Copyright © 2020 Hamad MNM. This is an open-access article distributed under the Creative Commons Attribution License, which permits unrestricted use, distribution, and reproduction in any medium, provided the original work is properly cited.
Keywords: Malaria Parasite; Vaccine; Saliva
Abstract
Malaria is one of the most spread parasitic diseases in the world, certainly, in tropical areas, it kills millions of people in those parts of the world chiefly pregnant ladies and young children.
Several efforts attempt to control malaria in these areas, but it faced by many factors such as wars, vector resistance to insecticides, poor knowledge and practice of health care workers and the absence of good communications between international organizations and policymakers in that regions.
Many attempts to produce an effective vaccine against malaria failed due to looking to the parasitic cycle from one side and regardless of the sexual cycle within Anopheles mosquito. I suggest that the key to the malaria vaccine starts from the salivary gland of Anopheles mosquito.

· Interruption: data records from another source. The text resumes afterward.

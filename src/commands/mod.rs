pub mod diff;
pub mod history;
pub mod outline;
pub mod status;

use crate::toc::config::{TocConfig, validate};
use anyhow::{Context, Result};
use serde::Serialize;
use serde_json::Value;
use std::fs;
use std::path::Path;

#[derive(Debug, Clone, Serialize)]
pub struct CommandReport {
    pub command: String,
    pub ok: bool,
    pub details: Vec<String>,
    pub issues: Vec<String>,
    #[serde(skip_serializing_if = "Option::is_none")]
    pub data: Option<Value>,
    /// Human-readable rendering, printed instead of JSON in text mode.
    #[serde(skip)]
    pub body: Vec<String>,
}

impl CommandReport {
    pub fn new(command: impl Into<String>) -> Self {
        Self {
            command: command.into(),
            ok: true,
            details: Vec::new(),
            issues: Vec::new(),
            data: None,
            body: Vec::new(),
        }
    }

    pub fn detail(&mut self, text: impl Into<String>) {
        self.details.push(text.into());
    }

    pub fn issue(&mut self, text: impl Into<String>) {
        self.ok = false;
        self.issues.push(text.into());
    }

    pub fn line(&mut self, text: impl Into<String>) {
        self.body.push(text.into());
    }

    pub fn set_data<T: Serialize>(&mut self, data: &T) -> Result<()> {
        self.data = Some(serde_json::to_value(data).context("failed to encode report data")?);
        Ok(())
    }
}

/// Command-line overrides for rename detection, applied on top of the
/// loaded config and re-validated.
pub fn apply_rename_overrides(
    cfg: &mut TocConfig,
    threshold: Option<f64>,
    no_renames: bool,
) -> Result<()> {
    if let Some(t) = threshold {
        cfg.rename.threshold = t;
    }
    if no_renames {
        cfg.rename.enabled = false;
    }
    validate(cfg)
}

pub fn read_input(path: &Path) -> Result<String> {
    fs::read_to_string(path).with_context(|| format!("failed to read {}", path.display()))
}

This paper is my word to heath organizations and medical research centers to support my view to gain a future vaccine to the malaria parasite.
Background
Malaria is a widespread parasitic disease it affects many people around the globe, particularly in tropic and subtropical regions, due to the suitability of tropical environment to vector living, breeding, and multiplication.

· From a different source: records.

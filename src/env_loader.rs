use std::env;
use std::path::PathBuf;

fn fallback_dotenv_path(toc_home: Option<PathBuf>, home_dir: Option<PathBuf>) -> Option<PathBuf> {
    match toc_home {
        Some(dir) => Some(dir.join(".env")),
        None => Some(home_dir?.join(".toc-history").join(".env")),
    }
}

/// Loads `./.env`, falling back to the one under the tool's home directory.
pub fn load_dotenv() {
    if dotenvy::dotenv().is_ok() {
        return;
    }

    let toc_home = env::var_os("TOC_HOME")
        .filter(|v| !v.is_empty())
        .map(PathBuf::from);
    let Some(path) = fallback_dotenv_path(toc_home, dirs::home_dir()) else {
        return;
    };
    if path.is_file() {
        let _ = dotenvy::from_path(&path);
    }
}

Most affected people in malaria infested districts are children and pregnant women, due to their low level of immunity and due to iron intake in the case of pregnant women, which is suggested to increase the risk of malaria, especially vivax malaria.

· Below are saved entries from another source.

use anyhow::{Context, Result};
use serde::Serialize;
use serde_json::Value;
use std::path::Path;

use crate::commands::{CommandReport, apply_rename_overrides, read_input};
use crate::toc::config::load_config;
use crate::toc::outline::{Outline, OutlineParser};
use crate::toc::rename::{MatchDecision, RenameResolution, resolve_renames};
use crate::toc::significance::{ChangeScore, score_change, score_change_value};

#[derive(Debug, Clone, Default)]
pub struct DiffOptions {
    pub rename_threshold: Option<f64>,
    pub no_renames: bool,
}

#[derive(Debug, Serialize)]
struct DiffData<'a> {
    resolution: Option<&'a RenameResolution>,
    score: &'a ChangeScore,
}

enum Input {
    Parsed(Outline),
    Loose(Value),
}

fn is_json(path: &Path) -> bool {
    path.extension()
        .and_then(|ext| ext.to_str())
        .is_some_and(|ext| ext.eq_ignore_ascii_case("json"))
}

fn load_input(path: &Path, parser: &OutlineParser) -> Result<Input> {
    let raw = read_input(path)?;
    if is_json(path) {
        let value: Value = serde_json::from_str(&raw)
            .with_context(|| format!("invalid JSON in {}", path.display()))?;
        return Ok(Input::Loose(value));
    }
    Ok(Input::Parsed(parser.parse(&raw)))
}

fn render_decision(report: &mut CommandReport, decision: &MatchDecision) {
    let line = match decision {
        MatchDecision::Unchanged { title } => format!("  = {title}"),
        MatchDecision::CaseRename { old, new } => format!("  ~ \"{old}\" -> \"{new}\" (case)"),
        MatchDecision::SimilarityRename { old, new, score } => {
            format!("  ~ \"{old}\" -> \"{new}\" ({score:.2})")
        }
        MatchDecision::HierarchyRejected {
            old,
            candidate,
            score,
            ancestor_similarity,
        } => format!(
            "  ! \"{old}\" -/-> \"{candidate}\" ({score:.2}, parents {ancestor_similarity:.2})"
        ),
        MatchDecision::Removed {
            old,
            best_candidate,
            best_score,
        } => match (best_candidate, best_score) {
            (Some(c), Some(s)) => format!("  - {old} (closest \"{c}\" {s:.2})"),
            _ => format!("  - {old}"),
        },
        MatchDecision::Added { new } => format!("  + {new}"),
    };
    report.line(line);
}

pub fn run(old_path: &Path, new_path: &Path, opts: &DiffOptions) -> Result<CommandReport> {
    let mut cfg = load_config()?;
    apply_rename_overrides(&mut cfg, opts.rename_threshold, opts.no_renames)?;
    let parser = OutlineParser::new(cfg.parser.marker);

    let old_input = load_input(old_path, &parser)?;
    let new_input = load_input(new_path, &parser)?;

    let mut report = CommandReport::new("diff");
    report.detail(format!("old={}", old_path.display()));
    report.detail(format!("new={}", new_path.display()));

    let outlines = match (&old_input, &new_input) {
        (Input::Parsed(old), Input::Parsed(new)) => Ok((old.clone(), new.clone())),
        _ => {
            let as_outline = |input: &Input| match input {
                Input::Parsed(outline) => Ok(outline.clone()),
                Input::Loose(value) => Outline::from_value(value),
            };
            as_outline(&old_input).and_then(|old| as_outline(&new_input).map(|new| (old, new)))
        }
    };

    let (score, resolution) = match outlines {
        Ok((old, new)) => {
            let resolution = resolve_renames(&old, &new, &cfg.rename);
            (score_change(&new, Some(&old)), Some(resolution))
        }
        Err(malformed) => {
            // Scoring stays fail-soft; rename resolution needs real titles.
            let to_value = |input: &Input| match input {
                Input::Parsed(outline) => serde_json::to_value(outline).unwrap_or(Value::Null),
                Input::Loose(value) => value.clone(),
            };
            report.detail(format!("renames unavailable: {malformed}"));
            (
                score_change_value(&to_value(&new_input), Some(&to_value(&old_input))),
                None,
            )
        }
    };

    if let Some(resolution) = &resolution {
        report.detail(format!("unchanged={}", resolution.unchanged.len()));
        report.detail(format!("renamed={}", resolution.renamed.len()));
        report.detail(format!("removed={}", resolution.removed.len()));
        report.detail(format!("added={}", resolution.added.len()));
        if resolution.is_unchanged() {
            report.detail("titles unchanged");
        }
        report.line("matches:");
        for decision in &resolution.trace {
            render_decision(&mut report, decision);
        }
    }
    report.detail(format!("significance={:.1}", score.significance));
    report.line(format!(
        "significance: {:.1} ({})",
        score.significance, score.summary
    ));

    report.set_data(&DiffData {
        resolution: resolution.as_ref(),
        score: &score,
    })?;
    Ok(report)
}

Prevalence of malaria infection in poor regions of the world supports the dissemination of disease into vast areas, due to inadequate control measures, absence of well-established research centers, civil wars, personal behavior and low income of malaria infested zones.
In addition to poor knowledge and inadequate medical professionals in that region of the world, some of them have no even communication skills with the patients. Then collaboration between policymakers, world health organizations, and local health care professionals is the first step to fight malaria and to resist its dissemination to malaria-free areas.
Malaria vaccine is very essential factor to stop malaria infection, although of many attempts occur by many international medical companies and certain charity medical groups, but all of these efforts failed, due to genetic complexity of malaria parasite and due to focusing of that effort toward the erythrocytic cycle in human and neglecting the biology of the parasite in the definitive host (female of Anopheles mosquito).
I suggest that when we study the nature (anatomy, physiology, biochemistry) of the salivary gland of the definitive host, we will succeed to produce a vaccine to this fatal parasitic disease.This point of view needs a well-established laboratory and skillful group of anatomists, physiologists, biochemists, parasitologist and immunologists to start this scheme of malaria vaccination.
This paper is just a call for international organizations and medical research centers to begin the war against plasmodium species.
Gathering of views, collecting of efforts will save millions of people from malaria and its severe complications which is range from anemia, hypoglycemia to coma and death.